I guess my view can be summed up by, “Don’t over-think it!”
Brian Sondergaard
Jim, nicely done. Hey! I think I recognize that spreadsheet :-)
Jonathan Warshay
The link to the worksheet is dead. Is the worksheet available elsewhere? Thanks!
Just fixed the link.
Dinesh
I want to create Capacity planning spreadsheet for each iteration. How do i use your (sprint utilization worksheets) , these all are xml files . Can you pleas help
Thanks
Hi Dinesh,
I’m not sure I understand your question. What are the xml files you mention? The link in the post points to an Excel file.
Kirk Bryde
Jim, like the idea of adjusting each iteration based on the capacity of the team (measured in hours and in % availability). I think the significant factors are (a) how many work days there are in the iteration – some iterations will have less days due to stat holidays; (b) the count of the members on the team – which fluctuates as members come and go; (c) % availability of each team member – 100% for full-time members, less for part-timers; and (d) significant absences of each team member – to the nearest half-day, due to vacation, illness, training, special assignment, etc.

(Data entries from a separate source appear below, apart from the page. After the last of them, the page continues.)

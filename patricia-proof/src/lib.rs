// Copyright 2017, 2021 Parity Technologies
//
// Licensed under the Apache License, Version 2.0 (the "License");
// you may not use this file except in compliance with the License.
// You may obtain a copy of the License at
//
//     http://www.apache.org/licenses/LICENSE-2.0
//
// Unless required by applicable law or agreed to in writing, software
// distributed under the License is distributed on an "AS IS" BASIS,
// WITHOUT WARRANTIES OR CONDITIONS OF ANY KIND, either express or implied.
// See the License for the specific language governing permissions and
// limitations under the License.

#![cfg_attr(not(feature = "std"), no_std)]

//! Sparse Merkle-Patricia trie proofs.
//!
//! A proof is a root-first sequence of serialized trie nodes. It is decoded with
//! [`decode_nodes`] and checked against a claimed key and value, the roots of the
//! sub-tries, and the state hash committing to those roots with [`verify_proof`].

#[cfg(not(feature = "std"))]
extern crate alloc;

#[cfg(feature = "std")]
mod rstd {
	pub use std::{fmt, iter, string, vec};
}

#[cfg(not(feature = "std"))]
mod rstd {
	pub use alloc::{string, vec};
	pub use core::{fmt, iter};
}

#[cfg(feature = "std")]
use self::rstd::fmt;

mod nibble;
pub mod node;
pub mod node_codec;
pub mod proof;

pub use self::{
	nibble::{nibble_ops, NibblePath, NibbleSlice},
	node::{BranchNode, LeafNode, TrieNode},
	node_codec::{decode_node, decode_nodes, encode_node, encode_nodes, Error as CodecError},
	proof::{state_hash, verify_proof, ProofOutcome},
};
pub use hash_db::Hasher;

/// Lower-case hex rendering of raw bytes, for trace output.
#[cfg(feature = "std")]
pub(crate) struct ToHex<'a>(pub(crate) &'a [u8]);
#[cfg(feature = "std")]
impl<'a> fmt::Debug for ToHex<'a> {
	fn fmt(&self, fmt: &mut fmt::Formatter) -> fmt::Result {
		let hex = rustc_hex::ToHexIter::new(self.0.iter());
		for b in hex {
			write!(fmt, "{}", b)?;
		}
		Ok(())
	}
}
// Copyright 2017, 2021 Parity Technologies
//
// Licensed under the Apache License, Version 2.0 (the "License");
// you may not use this file except in compliance with the License.
// You may obtain a copy of the License at
//
//     http://www.apache.org/licenses/LICENSE-2.0
//
// Unless required by applicable law or agreed to in writing, software
// distributed under the License is distributed on an "AS IS" BASIS,
// WITHOUT WARRANTIES OR CONDITIONS OF ANY KIND, either express or implied.
// See the License for the specific language governing permissions and
// limitations under the License.

//! Reference sparse Patricia trie, built in memory to produce proofs.
//!
//! Keys are hash sized. Leaves keep the rest of their key as path, branches keep the
//! nibbles shared by all keys below them, so there is no extension node and no value
//! in a branch.

use hash_db::Hasher;
use hashbrown::HashMap;
use patricia_proof::{
	encode_nodes, nibble_ops, state_hash, BranchNode, CodecError, LeafNode, NibblePath,
	NibbleSlice, TrieNode,
};
use std::{cmp, collections::BTreeMap};

/// Reference hasher.
pub type RefHasher = sha3_hasher::Sha3Hasher;

fn shared_prefix_len<T: Eq>(first: &[T], second: &[T]) -> usize {
	first
		.iter()
		.zip(second.iter())
		.position(|(f, s)| f != s)
		.unwrap_or_else(|| cmp::min(first.len(), second.len()))
}

/// A trie held as a map from node hash to node.
pub struct ReferenceTrie<H: Hasher> {
	nodes: HashMap<H::Out, TrieNode<H::Out>>,
	root: H::Out,
	len: usize,
}

impl<H: Hasher> ReferenceTrie<H> {
	/// Build the trie of `input`. The last value given for a key wins.
	pub fn new<I: IntoIterator<Item = (H::Out, H::Out)>>(input: I) -> Self {
		// sort and deduplicate on the nibble form of the key
		let input = input
			.into_iter()
			.map(|(k, v)| (NibbleSlice::new(k.as_ref()).iter().collect::<Vec<u8>>(), v))
			.collect::<BTreeMap<_, _>>()
			.into_iter()
			.collect::<Vec<_>>();

		let mut trie =
			ReferenceTrie { nodes: HashMap::new(), root: Default::default(), len: input.len() };
		if !input.is_empty() {
			trie.root = trie.build_node(&input, 0);
		}
		log::trace!(
			target: "reference-trie",
			"built {} entries into {} nodes",
			trie.len,
			trie.nodes.len(),
		);
		trie
	}

	/// Takes a sorted slice of key/value tuples where the key is a slice of nibbles,
	/// stores the node for the keys past `cursor` and returns its hash.
	fn build_node(&mut self, input: &[(Vec<u8>, H::Out)], cursor: usize) -> H::Out {
		let node = if input.len() == 1 {
			let (key, value) = &input[0];
			TrieNode::Leaf(LeafNode {
				path: NibblePath::from_nibbles(key[cursor..].iter().copied()),
				value: *value,
			})
		} else {
			let key = &input[0].0;
			let shared = input
				.iter()
				.skip(1)
				.fold(key.len(), |acc, (k, _)| cmp::min(shared_prefix_len(key, k), acc));

			let mut links = [None; nibble_ops::NIBBLE_LENGTH];
			let mut begin = 0;
			for (i, link) in links.iter_mut().enumerate() {
				let count =
					input[begin..].iter().take_while(|(k, _)| k[shared] == i as u8).count();
				if count > 0 {
					*link = Some(self.build_node(&input[begin..begin + count], shared + 1));
					begin += count;
				}
			}
			TrieNode::Branch(BranchNode {
				path: NibblePath::from_nibbles(key[cursor..shared].iter().copied()),
				links,
			})
		};
		let hash = node.canonical_hash::<H>();
		self.nodes.insert(hash, node);
		hash
	}

	/// Root hash, the zero hash for an empty trie.
	pub fn root(&self) -> H::Out {
		self.root
	}

	/// Number of distinct keys.
	pub fn len(&self) -> usize {
		self.len
	}

	/// Returns true if the trie holds no key.
	pub fn is_empty(&self) -> bool {
		self.len == 0
	}

	/// Number of stored nodes.
	pub fn node_count(&self) -> usize {
		self.nodes.len()
	}

	/// Nodes from the root down, as far as `key` can be followed.
	///
	/// The walk stops at a leaf, at a branch whose path diverges from the key, or at a
	/// branch without a link for the next key nibble.
	pub fn generate_proof(&self, key: &H::Out) -> Vec<TrieNode<H::Out>> {
		let key = NibbleSlice::new(key.as_ref());
		let mut proof = Vec::new();
		let mut cursor = 0;
		let mut hash = self.root;
		while let Some(node) = self.nodes.get(&hash) {
			proof.push(node.clone());
			let branch = match node {
				TrieNode::Branch(branch) => branch,
				TrieNode::Leaf(_) => break,
			};
			if !key.mid(cursor).starts_with(&branch.path) {
				break
			}
			cursor += branch.path.len();
			if cursor >= key.len() {
				break
			}
			match branch.link(key.at(cursor)) {
				Some(child) => {
					hash = *child;
					cursor += 1;
				},
				None => break,
			}
		}
		proof
	}

	/// Serialized proof of `key`.
	pub fn encoded_proof(&self, key: &H::Out) -> Result<Vec<u8>, CodecError> {
		encode_nodes(&self.generate_proof(key))
	}

	/// Value stored under `key`.
	pub fn get(&self, key: &H::Out) -> Option<H::Out> {
		match self.generate_proof(key).pop() {
			Some(TrieNode::Leaf(leaf)) => {
				let nibbles = NibbleSlice::new(key.as_ref());
				let depth = nibbles.len() - leaf.path.len();
				if nibbles.mid(depth).starts_with(&leaf.path) {
					Some(leaf.value)
				} else {
					None
				}
			},
			_ => None,
		}
	}
}

/// An ordered forest of tries committed to by a single state hash.
pub struct ReferenceState<H: Hasher> {
	tries: Vec<ReferenceTrie<H>>,
}

impl<H: Hasher> ReferenceState<H> {
	/// Wrap `tries`, in commitment order.
	pub fn new(tries: Vec<ReferenceTrie<H>>) -> Self {
		ReferenceState { tries }
	}

	/// Roots of every trie.
	pub fn roots(&self) -> Vec<H::Out> {
		self.tries.iter().map(ReferenceTrie::root).collect()
	}

	/// Hash committing to the roots.
	pub fn state_hash(&self) -> H::Out {
		state_hash::<H>(&self.roots())
	}

	/// Trie at `index`.
	pub fn trie(&self, index: usize) -> &ReferenceTrie<H> {
		&self.tries[index]
	}

	/// Number of tries.
	pub fn len(&self) -> usize {
		self.tries.len()
	}

	/// Returns true if there is no trie.
	pub fn is_empty(&self) -> bool {
		self.tries.is_empty()
	}
}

However, IMHO I think you take this one step too far, by trying to estimate the % availability of a normal team member during a normal workday. What I’m getting at is that for full time team members, I don’t think you don’t need to estimate how much time might be spent checking email, attending corporate-wide meetings, water-cooler chats, or other time-consuming things that fill up a day.
The velocity algorithm already accounts for all these “inefficiencies”, so you don’t have to. That is, given an average amount of daily overhead for each team member in each iteration, the capacity of the team is consistent, so the velocity will also be consistent. i.e. You only need to account for the exceptions – not for the routine overheads.
Marta Zdanevych
Hello Jim,
I really like the way you put it here. I should admit that’s about how things worked when I was leading my dev teams :)
However, currently, I am working in a functional office and it has been suggested recently to plan our work in Jira based on two-week sprints. We also have a recommendation (requirement) to plan about 80 hrs of tasks for 2 weeks and avoid changes during “sprint”. The work we do depends on communication and meetings with other stakeholders, and every sprint there are some priority activities coming from the top that need to be accommodated to the packed schedule.
Do you have experience with ideal/real hours planning in the office type of work?
What are typical hours that make sense to be preplanned two weeks in advance?
If we do not measure velocity&capacity (we do not because everyone works with own scope, on own estimates) why would that make any difference if I change the tasks planned during the sprint or not?
What would you suggest to measure in office work overall?